Really, were their any winners in this cruel game of betrayal?
The Moment of Truth
Now, “The Moment of Truth” isn’t necessarily a reality show, more like a competition show, but dear God did it have such a small payoff for the exposure these contestants got!
Contestants were previously set up to a lie detector test and answered 50 questions, and then had to not only reveal the results to a live audience, but also a group of family, close friends, and spouses/significant others.
If at anytime you “lied” you could leave with nothing.
Though I am very pro-truth, airing yourself out and potentially ruining your reputation to your family and future employers just doesn’t seem like a good enough reason to do the show, as seen by the above woman. The full episode is here.
Who’s Your Daddy?
A show that was dedicated to reuniting an adopted woman with her father seemed noble. However, many people felt that it came off as more exploitative than heartwarming, and the show only lasted one episode.
Also, if you go to the Youtube page of the video that I embedded, the “father” admits that he was a hired actor!
I remember when I first heard about the show “Motormouth,” I thought it was going to be a gas. As someone who sings loudly, proudly, and extremely off-key in the car, I thought that I could relate to the people who were caught on hidden cameras and then loudly alerted: “You’ve been motormouth-ed!”
However, after four episodes (I realized after the first one) there wasn’t a lot of appeal to this VH1 show, and it was canceled.
Celebrity Rap Superstar
Taking household names and encouraging them to rap might have seemed fun, but was it enjoyable? The answer, was and is, no.
From people like Shar Jackson (the winner), Perez Hilton, Sebastian Bach, Kendra Wilkinson, and Laguna Beach “star” Jason Wahler, we got to witness some of our popular songs being butchered.
I’m not going to lie though, I still occasionally find myself caterwauling: “Jason Wahler, is a ball-er.” DAMN YOU, CELEBRITY RAP SUPERSTAR!!
Why Can’t I Be You?
Before people were pretending to be someone they weren’t on Instagram and Facebook, MTV allowed people that outlet on national television.
“Why Can’t I Be You?” allowed people who envied the lives of complete strangers to have full access to their… heroes(?) for 48 hours and try to live their lives(?).
Why can’t people just be happy with themselves?
I’m not even going to lie, I loved this show when I was a child!

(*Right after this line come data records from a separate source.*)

//! Diagnostic model for errors surfaced against the root query text.
//!
//! Embedded-fragment errors always report positions relative to the original
//! top-level query, so the diagnostic model here is built around a shared
//! [`QueryText`] and character offsets into it. Rendering goes through miette
//! so the host can show the error with full source context.

use miette::{Diagnostic, LabeledSpan, Report, Severity};
use std::fmt;
use std::sync::Arc;

/// A byte span into source text.
pub type Span = std::ops::Range<usize>;

/// Severity level for a diagnostic.
#[derive(Debug, Clone, Copy, PartialEq, Eq)]
pub enum DiagSeverity {
    /// A fatal error that prevents further processing.
    Error,
    /// A warning about potentially problematic code.
    Warning,
    /// An informational note or advice.
    Note,
}

impl fmt::Display for DiagSeverity {
    fn fmt(&self, f: &mut fmt::Formatter<'_>) -> fmt::Result {
        match self {
            DiagSeverity::Error => write!(f, "error"),
            DiagSeverity::Warning => write!(f, "warning"),
            DiagSeverity::Note => write!(f, "note"),
        }
    }
}

/// Shared, read-only view of the full original query text.
///
/// Every scope in a parse holds the same `QueryText`; cloning shares the
/// underlying buffer rather than copying it. Positions exchanged with the
/// host are character offsets, while the grammar engine and miette work in
/// bytes, so the character/byte conversions live here.
#[derive(Debug, Clone)]
pub struct QueryText {
    text: Arc<str>,
    name: Option<Arc<str>>,
}

impl QueryText {
    /// Creates a query text view from the full top-level query string.
    pub fn new(text: impl Into<Arc<str>>) -> Self {
        Self {
            text: text.into(),
            name: None,
        }
    }

    /// Creates a query text view with a display name for diagnostics.
    pub fn with_name(text: impl Into<Arc<str>>, name: impl Into<Arc<str>>) -> Self {
        Self {
            text: text.into(),
            name: Some(name.into()),
        }
    }

    /// Returns the query string.
    pub fn as_str(&self) -> &str {
        &self.text
    }

    /// Returns the display name, if any.
    pub fn name(&self) -> Option<&str> {
        self.name.as_deref()
    }

    /// Length of the query in bytes.
    pub fn len_bytes(&self) -> usize {
        self.text.len()
    }

    /// Length of the query in characters.
    pub fn len_chars(&self) -> usize {
        self.text.chars().count()
    }

    /// Converts a character offset to the byte offset of the same position.
    ///
    /// Offsets past the end clamp to the end of the text.
    pub fn char_to_byte(&self, char_offset: usize) -> usize {
        self.text
            .char_indices()
            .nth(char_offset)
            .map(|(idx, _)| idx)
            .unwrap_or(self.text.len())
    }

    /// Converts a byte offset to the number of characters before it.
    pub fn byte_to_char(&self, byte_offset: usize) -> usize {
        self.chars_in(0, byte_offset)
    }

    /// Counts the characters contained in the byte window
    /// `byte_start..byte_start + byte_len`.
    ///
    /// Tolerates windows that do not land on character boundaries or run past
    /// the end of the text: a character is counted when its first byte falls
    /// inside the window.
    pub fn chars_in(&self, byte_start: usize, byte_len: usize) -> usize {
        let end = byte_start.saturating_add(byte_len);
        self.text
            .char_indices()
            .filter(|(idx, _)| *idx >= byte_start && *idx < end)
            .count()
    }

    /// Returns the substring covered by `span`, clamping out-of-range or
    /// mid-character endpoints to the nearest valid boundary.
    pub fn slice(&self, span: Span) -> &str {
        let start = self.floor_boundary(span.start);
        let end = self.floor_boundary(span.end).max(start);
        &self.text[start..end]
    }

    fn floor_boundary(&self, offset: usize) -> usize {
        let mut offset = offset.min(self.text.len());
        while !self.text.is_char_boundary(offset) {
            offset -= 1;
        }
        offset
    }
}

/// A structured diagnostic anchored to one position in the root query.
///
/// Unlike multi-label compiler diagnostics, embedded-fragment errors carry at
/// most one interesting location: the translated position of the failure in
/// the original query string.
#[derive(Debug, Clone, PartialEq, Eq)]
pub struct Diag {
    /// The severity level of this diagnostic.
    pub severity: DiagSeverity,
    /// The main diagnostic message.
    pub message: String,
    /// Character offset into the root query text, if known.
    pub position: Option<usize>,
    /// Label text shown at `position`.
    pub label: Option<String>,
    /// Optional help text suggesting how to fix the issue.
    pub help: Option<String>,
    /// Optional diagnostic code (e.g. "syntax::fragment").
    pub code: Option<String>,
}

impl Diag {
    /// Creates a new diagnostic with the given severity and message.
    pub fn new(severity: DiagSeverity, message: impl Into<String>) -> Self {
        Self {
            severity,
            message: message.into(),
            position: None,
            label: None,
            help: None,
            code: None,
        }
    }

    /// Creates a new error diagnostic.
    pub fn error(message: impl Into<String>) -> Self {
        Self::new(DiagSeverity::Error, message)
    }

    /// Creates a new warning diagnostic.
    pub fn warning(message: impl Into<String>) -> Self {
        Self::new(DiagSeverity::Warning, message)
    }

    /// Creates a new note diagnostic.
    pub fn note(message: impl Into<String>) -> Self {
        Self::new(DiagSeverity::Note, message)
    }

    /// Anchors this diagnostic at a character position in the root query.
    pub fn with_position(mut self, position: usize, label: impl Into<String>) -> Self {
        self.position = Some(position);
        self.label = Some(label.into());
        self
    }

    /// Sets the help text for this diagnostic.
    pub fn with_help(mut self, help: impl Into<String>) -> Self {
        self.help = Some(help.into());
        self
    }

    /// Sets the diagnostic code.
    pub fn with_code(mut self, code: impl Into<String>) -> Self {
        self.code = Some(code.into());
        self
    }

    /// Renders this diagnostic as a miette report against the query text.
    ///
    /// The stored character position is converted to the byte span miette
    /// expects, covering the single character at that position.
    pub fn into_report(self, source: &QueryText) -> Report {
        let labels = match self.position {
            Some(position) => {
                let start = source.char_to_byte(position);
                let width = source.as_str()[start..]
                    .chars()
                    .next()
                    .map(char::len_utf8)
                    .unwrap_or(0);
                vec![LabeledSpan::new_primary_with_span(
                    self.label.clone(),
                    (start, width),
                )]
            }
            None => Vec::new(),
        };

        let rendered = RenderedDiag {
            message: self.message,
            severity: match self.severity {
                DiagSeverity::Error => Severity::Error,
                DiagSeverity::Warning => Severity::Warning,
                DiagSeverity::Note => Severity::Advice,
            },
            code: self.code,
            help: self.help,
            labels,
        };

        let report = Report::new(rendered);
        match source.name() {
            Some(name) => report.with_source_code(miette::NamedSource::new(
                name,
                source.as_str().to_string(),
            )),
            None => report.with_source_code(source.as_str().to_string()),
        }
    }
}

/// The concrete type handed to miette for rendering.
#[derive(Debug)]
struct RenderedDiag {
    message: String,
    severity: Severity,
    code: Option<String>,
    help: Option<String>,
    labels: Vec<LabeledSpan>,
}

impl fmt::Display for RenderedDiag {
    fn fmt(&self, f: &mut fmt::Formatter<'_>) -> fmt::Result {
        write!(f, "{}", self.message)
    }
}

impl std::error::Error for RenderedDiag {}

impl Diagnostic for RenderedDiag {
    fn severity(&self) -> Option<Severity> {
        Some(self.severity)
    }

    fn code<'a>(&'a self) -> Option<Box<dyn fmt::Display + 'a>> {
        self.code
            .as_ref()
            .map(|code| Box::new(code) as Box<dyn fmt::Display>)
    }

    fn help<'a>(&'a self) -> Option<Box<dyn fmt::Display + 'a>> {
        self.help
            .as_ref()
            .map(|help| Box::new(help) as Box<dyn fmt::Display>)
    }

    fn labels(&self) -> Option<Box<dyn Iterator<Item = LabeledSpan> + '_>> {
        if self.labels.is_empty() {
            None
        } else {
            Some(Box::new(self.labels.clone().into_iter()))
        }
    }
}

#[cfg(test)]
mod tests {
    use super::*;

    #[test]
    fn severity_display() {
        assert_eq!(DiagSeverity::Error.to_string(), "error");
        assert_eq!(DiagSeverity::Warning.to_string(), "warning");
        assert_eq!(DiagSeverity::Note.to_string(), "note");
    }

    #[test]
    fn query_text_shares_buffer_on_clone() {
        let text = QueryText::new("MATCH (n) RETURN n");
        let copy = text.clone();
        assert_eq!(text.as_str(), copy.as_str());
        assert!(std::ptr::eq(text.as_str(), copy.as_str()));
    }

    #[test]
    fn char_byte_roundtrip_ascii() {
        let text = QueryText::new("SELECT 1");
        assert_eq!(text.len_chars(), 8);
        assert_eq!(text.char_to_byte(0), 0);
        assert_eq!(text.char_to_byte(7), 7);
        assert_eq!(text.char_to_byte(8), 8);
        assert_eq!(text.char_to_byte(99), 8);
        assert_eq!(text.byte_to_char(7), 7);
    }

    #[test]
    fn char_byte_conversion_multibyte() {
        // "é" is two bytes, "日" is three.
        let text = QueryText::new("aé日b");
        assert_eq!(text.len_bytes(), 7);
        assert_eq!(text.len_chars(), 4);
        assert_eq!(text.char_to_byte(1), 1);
        assert_eq!(text.char_to_byte(2), 3);
        assert_eq!(text.char_to_byte(3), 6);
        assert_eq!(text.byte_to_char(6), 3);
    }

    #[test]
    fn chars_in_counts_characters_not_bytes() {
        let text = QueryText::new("aé日b");
        assert_eq!(text.chars_in(0, 7), 4);
        assert_eq!(text.chars_in(1, 5), 2);
        assert_eq!(text.chars_in(0, 0), 0);
    }

    #[test]
    fn chars_in_tolerates_mid_character_windows() {
        let text = QueryText::new("aé日b");
        // Window ends in the middle of "日": its first byte is outside.
        assert_eq!(text.chars_in(0, 4), 2);
        // Window starting past the end counts nothing.
        assert_eq!(text.chars_in(20, 5), 0);
    }

    #[test]
    fn slice_clamps_to_boundaries() {
        let text = QueryText::new("aé日b");
        assert_eq!(text.slice(0..3), "aé");
        assert_eq!(text.slice(0..4), "aé");
        assert_eq!(text.slice(3..100), "日b");
        assert_eq!(text.slice(5..2), "");
    }

    #[test]
    fn diag_builder() {
        let diag = Diag::error("syntax error")
            .with_position(13, "here")
            .with_help("check the pattern syntax")
            .with_code("syntax::fragment");

        assert_eq!(diag.severity, DiagSeverity::Error);
        assert_eq!(diag.position, Some(13));
        assert_eq!(diag.label.as_deref(), Some("here"));
        assert_eq!(diag.help.as_deref(), Some("check the pattern syntax"));
        assert_eq!(diag.code.as_deref(), Some("syntax::fragment"));
    }

    #[test]
    fn into_report_renders_message() {
        let source = QueryText::with_name("MATCH (n RETURN n", "query.sql");
        let diag = Diag::error("expected ')' to close a node pattern").with_position(9, "here");

        let report = diag.into_report(&source);
        assert_eq!(report.to_string(), "expected ')' to close a node pattern");
    }

    #[test]
    fn into_report_survives_position_past_end() {
        let source = QueryText::new("short");
        let diag = Diag::error("unexpected end of fragment").with_position(50, "here");

        let report = diag.into_report(&source);
        assert_eq!(report.to_string(), "unexpected end of fragment");
    }

    #[test]
    fn into_report_without_position() {
        let source = QueryText::new("SELECT 1");
        let report = Diag::error("query cancelled").into_report(&source);
        assert_eq!(report.to_string(), "query cancelled");
    }
}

“Becoming” allowed superfans of musicians, who also resembled them, to be able to dress up just like them and remake the artists’ music videos.
However, when you think back on it, it’s like: “Was that it? That’s all you won? A chance to put on spandex and re-create Britney Spear’s Crazy?!”
So what do you think, readers? Were these shows just misunderstood gems? Did you agree with the assessments, or did I forget others? Let’s hash it out in the comment section!